So I woke up at too early an hour and couldn't go back to sleep. Since I can only run my errands after 10am, you are getting yet another
phantas(tick) Ponderings Post.
Today's theme? Well, LiveJournal itself!
Following the recent hectic events (meriting the reaching of the 5000 maximum mark of comments), I wrote a (long) position note on nothing to do with LJ on which I finished with the remark:
You probably didn't reach that far...
If you are reading this, chances are you have a LiveJournal account (or like reading my ramblings because you're a friend of mine). Chances are you have had that account for something like 3-5 years. Furthermore, either you got one on its early days or you've been dragged here by some friend.
LiveJournal is a great concept. It was social networking before the catch expression Web 2.0 was even invented. Furthermore, it's robust. But it's frozen as a product and it's frozen as a business medium. It's no longer news and it's being outrun by newer, AJAX sparkling sites. To put it blankly, it is not growing. A comment expanding feature and the addition of an icon to custom groups is not progress, it's tinkering. Re-writing policy guidelines is tinkering, even with all the ensuing controversy. Streamlining and simplifying the registration process is... tinkering and, besides, will not be of much use if new users are not being called in to the product in the first place!

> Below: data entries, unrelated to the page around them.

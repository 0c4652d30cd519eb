use std::future::Future;
use std::path::{Path, PathBuf};
use std::time::{Duration, Instant, SystemTime};

use anyhow::{Context, Result};
use clap::{Parser, Subcommand};
use eqt_config::{load_layered_yaml, report_unused_keys, LoadedConfig, UnusedKeyPolicy};
use eqt_reconcile::check_two_state_invariant;
use eqt_sync::{SyncOptions, SyncThrottle, ThrottleDecision};
use tracing::{debug, info, warn};

mod pass;

use pass::{print_plan, reconcile_history, run_sync_pass, Inputs};

#[derive(Parser)]
#[command(name = "eqt")]
#[command(about = "Equipment check-out/check-in history tracker", long_about = None)]
struct Cli {
    #[command(subcommand)]
    cmd: Commands,
}

#[derive(Subcommand)]
enum Commands {
    /// Reconcile a history export and print the result as JSON
    Reconcile {
        /// History export (CSV). Defaults to store.history_path.
        #[arg(long)]
        history: Option<PathBuf>,

        /// Layered config paths in merge order
        #[arg(long = "config")]
        config_paths: Vec<String>,

        /// Print only the quarantined events
        #[arg(long, default_value_t = false)]
        issues_only: bool,
    },

    /// Bring the equipment table in line with reconciled history
    Sync {
        #[arg(long)]
        history: Option<PathBuf>,

        /// Equipment export (CSV), rewritten in place unless --dry-run.
        #[arg(long)]
        equipment: Option<PathBuf>,

        #[arg(long = "config")]
        config_paths: Vec<String>,

        /// Plan and print, but do not write
        #[arg(long, default_value_t = false)]
        dry_run: bool,

        /// Write every eligible row even when nothing differs
        #[arg(long, default_value_t = false)]
        force_update_all: bool,
    },

    /// Re-sync whenever the history export changes, until Ctrl-C
    Watch {
        #[arg(long)]
        history: Option<PathBuf>,

        #[arg(long)]
        equipment: Option<PathBuf>,

        #[arg(long = "config")]
        config_paths: Vec<String>,

        /// How often to look at the history export
        #[arg(long, default_value_t = 1000)]
        poll_ms: u64,

        /// Stop after this many successful passes (0 = run until Ctrl-C)
        #[arg(long, default_value_t = 0)]
        max_passes: u64,
    },

    /// Compute layered config hash + print canonical JSON
    ConfigHash {
        /// Paths in merge order (base -> site -> local...)
        #[arg(required = true)]
        paths: Vec<String>,
    },
}

#[tokio::main]
async fn main() -> Result<()> {
    // Silent if the file does not exist.
    let _ = dotenvy::from_filename(".env.local");

    init_tracing();

    let cli = Cli::parse();

    match cli.cmd {
        Commands::Reconcile {
            history,
            config_paths,
            issues_only,
        } => {
            let loaded = load_config(&config_paths)?;
            let inputs = Inputs::resolve(history, None, &loaded)?;
            let result = reconcile_history(&inputs.history, &loaded.tracker.reconcile_policy())?;
            check_two_state_invariant(&result).context("reconciled state is inconsistent")?;

            let out = if issues_only {
                serde_json::to_string_pretty(&result.issues)
            } else {
                serde_json::to_string_pretty(&result)
            }
            .context("serialize reconciliation result")?;
            println!("{out}");
        }

        Commands::Sync {
            history,
            equipment,
            config_paths,
            dry_run,
            force_update_all,
        } => {
            let loaded = load_config(&config_paths)?;
            let inputs = Inputs::resolve(history, equipment, &loaded)?;
            let options = SyncOptions {
                force_update_all: force_update_all || loaded.tracker.sync.force_update_all,
                dry_run,
            };
            let plan = run_sync_pass(&inputs, &loaded.tracker.reconcile_policy(), options)?;
            print_plan(&loaded.config_hash, &plan);
        }

        Commands::Watch {
            history,
            equipment,
            config_paths,
            poll_ms,
            max_passes,
        } => {
            let loaded = load_config(&config_paths)?;
            let inputs = Inputs::resolve(history, equipment, &loaded)?;
            inputs.equipment()?;
            let ctrl_c = async {
                if let Err(e) = tokio::signal::ctrl_c().await {
                    warn!(error = %e, "ctrl-c listener unavailable");
                    std::future::pending::<()>().await;
                }
                info!("ctrl-c received; stopping watch");
            };
            let poll = Duration::from_millis(poll_ms.max(1));
            watch(&loaded, &inputs, poll, max_passes, ctrl_c).await?;
        }

        Commands::ConfigHash { paths } => {
            let path_refs: Vec<&str> = paths.iter().map(|s| s.as_str()).collect();
            let loaded = load_layered_yaml(&path_refs)?;
            println!("config_hash={}", loaded.config_hash);
            println!("{}", loaded.canonical_json);
        }
    }

    Ok(())
}

fn init_tracing() {
    // stdout carries command output; logs go to stderr.
    tracing_subscriber::fmt()
        .with_env_filter(
            tracing_subscriber::EnvFilter::try_from_default_env().unwrap_or_else(|_| "info".into()),
        )
        .with_writer(std::io::stderr)
        .init();
}

fn load_config(paths: &[String]) -> Result<LoadedConfig> {
    let path_refs: Vec<&str> = paths.iter().map(|s| s.as_str()).collect();
    let loaded = load_layered_yaml(&path_refs)?;

    let report = report_unused_keys(&loaded.config_json, UnusedKeyPolicy::Warn)?;
    for pointer in &report.unused_leaf_pointers {
        warn!(pointer = %pointer, "config key is not used");
    }
    debug!(config_hash = %loaded.config_hash, "config loaded");
    Ok(loaded)
}

/// Poll until `shutdown` resolves. The shutdown future is created once and
/// polled across iterations, so a signal raised during a pass still stops
/// the loop at the next poll.
async fn watch<F>(
    loaded: &LoadedConfig,
    inputs: &Inputs,
    poll: Duration,
    max_passes: u64,
    shutdown: F,
) -> Result<()>
where
    F: Future<Output = ()>,
{
    let policy = loaded.tracker.reconcile_policy();
    let options = SyncOptions {
        force_update_all: loaded.tracker.sync.force_update_all,
        dry_run: false,
    };
    let mut throttle = SyncThrottle::new(loaded.tracker.sync.min_interval());
    let mut synced_mtime: Option<SystemTime> = None;
    let mut passes = 0u64;
    let mut ticker = tokio::time::interval(poll);
    tokio::pin!(shutdown);

    info!(
        history = %inputs.history.display(),
        min_interval_ms = loaded.tracker.sync.min_interval_ms,
        "watching history export"
    );

    loop {
        tokio::select! {
            biased;
            _ = &mut shutdown => return Ok(()),
            _ = ticker.tick() => {}
        }

        let mtime = match modified_at(&inputs.history) {
            Ok(t) => t,
            Err(e) => {
                warn!(error = %e, "history export not readable; retrying");
                continue;
            }
        };
        if synced_mtime == Some(mtime) {
            continue;
        }

        match throttle.try_begin(Instant::now(), false) {
            ThrottleDecision::Run => {}
            ThrottleDecision::Skip { remaining } => {
                debug!(remaining_ms = remaining.as_millis() as u64, "sync throttled");
                continue;
            }
            ThrottleDecision::InFlight => continue,
        }

        let outcome = run_sync_pass(inputs, &policy, options);
        throttle.finish(Instant::now(), outcome.is_ok());
        match outcome {
            Ok(plan) => {
                synced_mtime = Some(mtime);
                passes += 1;
                print_plan(&loaded.config_hash, &plan);
                if max_passes > 0 && passes >= max_passes {
                    return Ok(());
                }
            }
            Err(e) => {
                let error = format!("{e:#}");
                warn!(%error, "sync pass failed; will retry");
            }
        }
    }
}

fn modified_at(path: &Path) -> Result<SystemTime> {
    std::fs::metadata(path)
        .and_then(|m| m.modified())
        .with_context(|| format!("stat {}", path.display()))
}

#[cfg(test)]
mod tests {
    use super::*;
    use eqt_config::load_layered_yaml_from_strings;
    use std::fs;

    fn exports(dir: &Path) -> Inputs {
        let history = dir.join("history.csv");
        let equipment = dir.join("equipment.csv");
        fs::write(
            &history,
            "Timestamp,Nama,Merk,Tipe,Serial,Aksi,Teknisi,Lokasi\n\
             01/03/2024 08:00,Multimeter,Fluke,87V,SN-1,Peminjaman,Budi,Site A\n",
        )
        .expect("write history");
        fs::write(
            &equipment,
            "Nama,Merk,Tipe,Serial,Status,Lokasi,Pemegang,Update,Kondisi\n\
             Multimeter,Fluke,87V,SN-1,available,Gudang,-,,Aktif\n",
        )
        .expect("write equipment");
        Inputs {
            history,
            equipment: Some(equipment),
        }
    }

    #[tokio::test]
    async fn shutdown_before_first_poll_runs_no_pass() {
        let dir = tempfile::tempdir().expect("tempdir");
        let inputs = exports(dir.path());
        let before = fs::read_to_string(inputs.equipment().expect("path")).expect("read");
        let loaded = load_layered_yaml_from_strings(&[]).expect("config");

        watch(&loaded, &inputs, Duration::from_millis(10), 0, async {})
            .await
            .expect("watch");

        let after = fs::read_to_string(inputs.equipment().expect("path")).expect("read");
        assert_eq!(before, after);
    }

    #[tokio::test]
    async fn shutdown_resolving_after_passes_stops_unbounded_watch() {
        let dir = tempfile::tempdir().expect("tempdir");
        let inputs = exports(dir.path());
        let loaded = load_layered_yaml_from_strings(&[]).expect("config");

        // One long-lived timer: it only fires if the same future is polled
        // on every iteration.
        let shutdown = tokio::time::sleep(Duration::from_millis(200));
        tokio::time::timeout(
            Duration::from_secs(10),
            watch(&loaded, &inputs, Duration::from_millis(20), 0, shutdown),
        )
        .await
        .expect("watch stopped on shutdown")
        .expect("watch");

        let written = fs::read_to_string(inputs.equipment().expect("path")).expect("read");
        assert!(written.contains("SN-1,borrowed,Site A,Budi,"));
    }
}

There's a certain irony with the last one. One of the main points surrounding last week's war concerned new users and it was argued that it was of little concern to old users. The irony? LiveJournal is so not a news item these days that almost the sole caller of new users are, in fact, the old ones.
There is nothing wrong with a business model where the core strategy to call new users is through acquaintance to present users. The entire Web 2.0 concept sits on that! As a side note, there is nothing wrong with the new features, they are great features, except for the fact that they are... tinkering. The problem with that strategy is that it relies completely on keeping the old users. And with new darlings such as Twitter and Facebook (and even, dare I say it, MySpace), it will not take much for those users to start migrating to other platforms of preference. This is worsen by the fact that not only does the product need to hold on to the old users to get new users, it needs to keep a regular inflow of the latter ones in order for it not to die out.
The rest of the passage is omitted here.